— Task instructions —
Please report how many lines in the records below contain the word "ClientHandle", and give nothing else.

Stored items

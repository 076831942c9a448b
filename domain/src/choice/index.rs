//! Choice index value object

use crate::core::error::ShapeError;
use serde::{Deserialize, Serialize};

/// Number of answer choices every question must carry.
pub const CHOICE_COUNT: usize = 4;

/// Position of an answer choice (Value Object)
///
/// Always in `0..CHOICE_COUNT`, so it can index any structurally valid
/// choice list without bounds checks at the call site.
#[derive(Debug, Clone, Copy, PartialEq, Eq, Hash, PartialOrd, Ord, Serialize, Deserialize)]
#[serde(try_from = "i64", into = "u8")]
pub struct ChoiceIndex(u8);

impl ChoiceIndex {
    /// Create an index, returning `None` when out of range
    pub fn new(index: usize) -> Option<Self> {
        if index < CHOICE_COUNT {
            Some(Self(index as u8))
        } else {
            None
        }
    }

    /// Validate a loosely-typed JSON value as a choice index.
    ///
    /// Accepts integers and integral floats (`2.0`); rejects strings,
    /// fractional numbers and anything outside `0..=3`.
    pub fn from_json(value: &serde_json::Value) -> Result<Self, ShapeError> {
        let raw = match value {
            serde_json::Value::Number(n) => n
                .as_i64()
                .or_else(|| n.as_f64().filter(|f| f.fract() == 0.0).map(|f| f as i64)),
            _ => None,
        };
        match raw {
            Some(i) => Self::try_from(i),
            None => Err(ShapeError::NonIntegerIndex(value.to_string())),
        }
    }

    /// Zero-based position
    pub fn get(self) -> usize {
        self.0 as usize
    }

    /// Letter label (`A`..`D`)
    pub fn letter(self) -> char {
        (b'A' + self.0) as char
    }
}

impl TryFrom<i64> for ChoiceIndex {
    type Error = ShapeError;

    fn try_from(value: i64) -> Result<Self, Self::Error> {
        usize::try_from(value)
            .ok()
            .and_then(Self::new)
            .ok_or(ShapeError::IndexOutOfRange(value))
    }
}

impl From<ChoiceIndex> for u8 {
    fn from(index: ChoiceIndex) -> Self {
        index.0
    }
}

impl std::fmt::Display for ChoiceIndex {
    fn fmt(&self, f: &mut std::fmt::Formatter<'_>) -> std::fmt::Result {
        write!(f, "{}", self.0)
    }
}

* * *

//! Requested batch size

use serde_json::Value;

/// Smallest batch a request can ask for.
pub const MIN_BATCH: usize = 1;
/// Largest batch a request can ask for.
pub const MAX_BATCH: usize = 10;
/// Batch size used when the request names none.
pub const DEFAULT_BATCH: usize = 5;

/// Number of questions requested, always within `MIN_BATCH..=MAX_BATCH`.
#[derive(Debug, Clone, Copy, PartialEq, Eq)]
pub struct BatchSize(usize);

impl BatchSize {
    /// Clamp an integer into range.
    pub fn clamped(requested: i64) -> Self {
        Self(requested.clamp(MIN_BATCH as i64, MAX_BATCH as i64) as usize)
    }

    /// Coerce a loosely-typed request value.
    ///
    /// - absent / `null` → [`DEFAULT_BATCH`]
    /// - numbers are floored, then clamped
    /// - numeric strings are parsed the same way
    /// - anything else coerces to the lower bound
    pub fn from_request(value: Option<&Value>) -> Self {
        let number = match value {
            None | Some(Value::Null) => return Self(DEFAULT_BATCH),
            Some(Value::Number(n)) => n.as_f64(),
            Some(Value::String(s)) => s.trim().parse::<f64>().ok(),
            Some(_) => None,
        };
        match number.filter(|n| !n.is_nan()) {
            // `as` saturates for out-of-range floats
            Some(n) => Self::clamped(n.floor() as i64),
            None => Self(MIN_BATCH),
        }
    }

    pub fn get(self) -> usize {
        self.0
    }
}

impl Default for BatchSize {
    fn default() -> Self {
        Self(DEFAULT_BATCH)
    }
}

---

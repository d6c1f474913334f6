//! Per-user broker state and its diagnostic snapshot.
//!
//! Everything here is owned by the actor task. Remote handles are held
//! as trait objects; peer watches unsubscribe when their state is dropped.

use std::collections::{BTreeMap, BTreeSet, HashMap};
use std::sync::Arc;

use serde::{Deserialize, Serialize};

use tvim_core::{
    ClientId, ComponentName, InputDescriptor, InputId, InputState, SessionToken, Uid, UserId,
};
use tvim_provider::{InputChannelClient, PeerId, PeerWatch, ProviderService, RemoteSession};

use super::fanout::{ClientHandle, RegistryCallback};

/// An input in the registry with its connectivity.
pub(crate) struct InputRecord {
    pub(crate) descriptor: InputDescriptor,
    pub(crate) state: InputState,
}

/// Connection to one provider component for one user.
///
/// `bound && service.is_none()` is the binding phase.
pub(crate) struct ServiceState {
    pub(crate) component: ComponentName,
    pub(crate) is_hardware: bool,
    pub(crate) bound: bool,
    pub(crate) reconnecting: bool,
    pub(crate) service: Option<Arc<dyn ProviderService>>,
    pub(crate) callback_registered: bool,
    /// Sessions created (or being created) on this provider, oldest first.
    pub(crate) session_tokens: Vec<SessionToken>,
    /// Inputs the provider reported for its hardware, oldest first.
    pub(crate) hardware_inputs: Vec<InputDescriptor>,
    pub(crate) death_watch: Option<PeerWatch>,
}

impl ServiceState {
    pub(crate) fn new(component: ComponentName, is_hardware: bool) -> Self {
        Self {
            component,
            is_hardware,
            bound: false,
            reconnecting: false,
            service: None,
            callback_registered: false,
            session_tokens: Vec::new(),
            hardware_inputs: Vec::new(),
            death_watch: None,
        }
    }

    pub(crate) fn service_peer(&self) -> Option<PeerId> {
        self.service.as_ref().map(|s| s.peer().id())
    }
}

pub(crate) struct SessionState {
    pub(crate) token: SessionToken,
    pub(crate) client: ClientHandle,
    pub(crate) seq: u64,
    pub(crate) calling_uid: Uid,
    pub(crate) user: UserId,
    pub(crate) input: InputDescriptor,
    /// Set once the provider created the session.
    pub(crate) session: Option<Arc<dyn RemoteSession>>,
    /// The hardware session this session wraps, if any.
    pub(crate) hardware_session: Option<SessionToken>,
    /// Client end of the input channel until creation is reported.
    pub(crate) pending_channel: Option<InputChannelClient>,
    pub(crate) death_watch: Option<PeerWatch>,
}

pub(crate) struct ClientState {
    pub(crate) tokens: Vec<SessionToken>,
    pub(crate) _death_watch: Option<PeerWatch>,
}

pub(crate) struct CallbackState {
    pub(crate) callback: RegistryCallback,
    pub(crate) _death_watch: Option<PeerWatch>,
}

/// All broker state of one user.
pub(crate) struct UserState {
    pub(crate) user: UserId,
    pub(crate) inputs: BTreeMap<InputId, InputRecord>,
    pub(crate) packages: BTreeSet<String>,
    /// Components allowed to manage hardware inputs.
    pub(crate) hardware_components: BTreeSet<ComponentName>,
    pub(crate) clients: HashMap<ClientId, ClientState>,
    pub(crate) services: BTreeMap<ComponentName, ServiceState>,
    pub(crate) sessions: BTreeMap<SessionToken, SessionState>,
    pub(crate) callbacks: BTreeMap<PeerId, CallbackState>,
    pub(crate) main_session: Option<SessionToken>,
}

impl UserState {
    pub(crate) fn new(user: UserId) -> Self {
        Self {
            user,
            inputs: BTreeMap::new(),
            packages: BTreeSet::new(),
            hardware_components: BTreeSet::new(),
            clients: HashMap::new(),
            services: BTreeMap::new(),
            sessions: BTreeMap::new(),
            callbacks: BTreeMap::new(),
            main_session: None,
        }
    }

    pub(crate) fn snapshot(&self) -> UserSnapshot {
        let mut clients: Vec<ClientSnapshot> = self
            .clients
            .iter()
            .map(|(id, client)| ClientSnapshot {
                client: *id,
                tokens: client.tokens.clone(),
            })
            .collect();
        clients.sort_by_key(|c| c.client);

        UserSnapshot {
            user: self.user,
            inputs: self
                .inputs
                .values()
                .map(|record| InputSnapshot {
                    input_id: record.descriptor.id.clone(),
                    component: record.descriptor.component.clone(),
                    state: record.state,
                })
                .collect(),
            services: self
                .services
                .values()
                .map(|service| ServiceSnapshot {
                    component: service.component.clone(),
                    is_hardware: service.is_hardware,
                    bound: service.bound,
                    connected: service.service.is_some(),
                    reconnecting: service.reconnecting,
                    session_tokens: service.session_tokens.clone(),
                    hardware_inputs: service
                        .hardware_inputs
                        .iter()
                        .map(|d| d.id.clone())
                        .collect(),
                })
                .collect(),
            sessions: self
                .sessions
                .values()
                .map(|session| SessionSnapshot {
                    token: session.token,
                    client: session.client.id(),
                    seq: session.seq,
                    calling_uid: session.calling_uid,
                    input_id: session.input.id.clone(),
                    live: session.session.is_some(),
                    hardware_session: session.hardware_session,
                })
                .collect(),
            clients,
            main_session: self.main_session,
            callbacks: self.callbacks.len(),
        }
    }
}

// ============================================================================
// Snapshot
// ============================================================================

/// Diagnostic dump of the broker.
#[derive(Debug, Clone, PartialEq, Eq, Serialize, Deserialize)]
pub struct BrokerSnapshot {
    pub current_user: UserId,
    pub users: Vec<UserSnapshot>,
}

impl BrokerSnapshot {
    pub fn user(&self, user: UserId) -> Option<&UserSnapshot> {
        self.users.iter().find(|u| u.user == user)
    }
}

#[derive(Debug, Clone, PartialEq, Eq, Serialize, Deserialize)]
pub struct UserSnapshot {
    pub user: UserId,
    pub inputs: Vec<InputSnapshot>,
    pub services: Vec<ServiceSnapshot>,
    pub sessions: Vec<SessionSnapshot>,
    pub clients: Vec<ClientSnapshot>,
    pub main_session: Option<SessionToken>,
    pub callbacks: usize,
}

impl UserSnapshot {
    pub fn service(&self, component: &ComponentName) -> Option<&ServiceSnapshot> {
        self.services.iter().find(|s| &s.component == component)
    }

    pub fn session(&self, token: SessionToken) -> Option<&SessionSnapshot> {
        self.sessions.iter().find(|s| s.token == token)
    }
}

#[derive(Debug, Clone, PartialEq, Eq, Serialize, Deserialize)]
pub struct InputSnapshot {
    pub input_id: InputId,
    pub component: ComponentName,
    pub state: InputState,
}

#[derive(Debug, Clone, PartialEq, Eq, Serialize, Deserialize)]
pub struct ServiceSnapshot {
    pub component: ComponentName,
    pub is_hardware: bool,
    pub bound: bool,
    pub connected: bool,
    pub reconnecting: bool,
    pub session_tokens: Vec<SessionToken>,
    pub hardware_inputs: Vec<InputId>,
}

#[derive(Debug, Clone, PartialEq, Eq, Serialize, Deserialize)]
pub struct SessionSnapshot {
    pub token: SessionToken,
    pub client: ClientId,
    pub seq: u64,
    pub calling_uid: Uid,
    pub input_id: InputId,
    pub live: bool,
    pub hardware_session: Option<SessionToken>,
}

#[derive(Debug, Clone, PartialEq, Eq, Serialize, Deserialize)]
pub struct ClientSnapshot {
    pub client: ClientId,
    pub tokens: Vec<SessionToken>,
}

— Expected answer —
2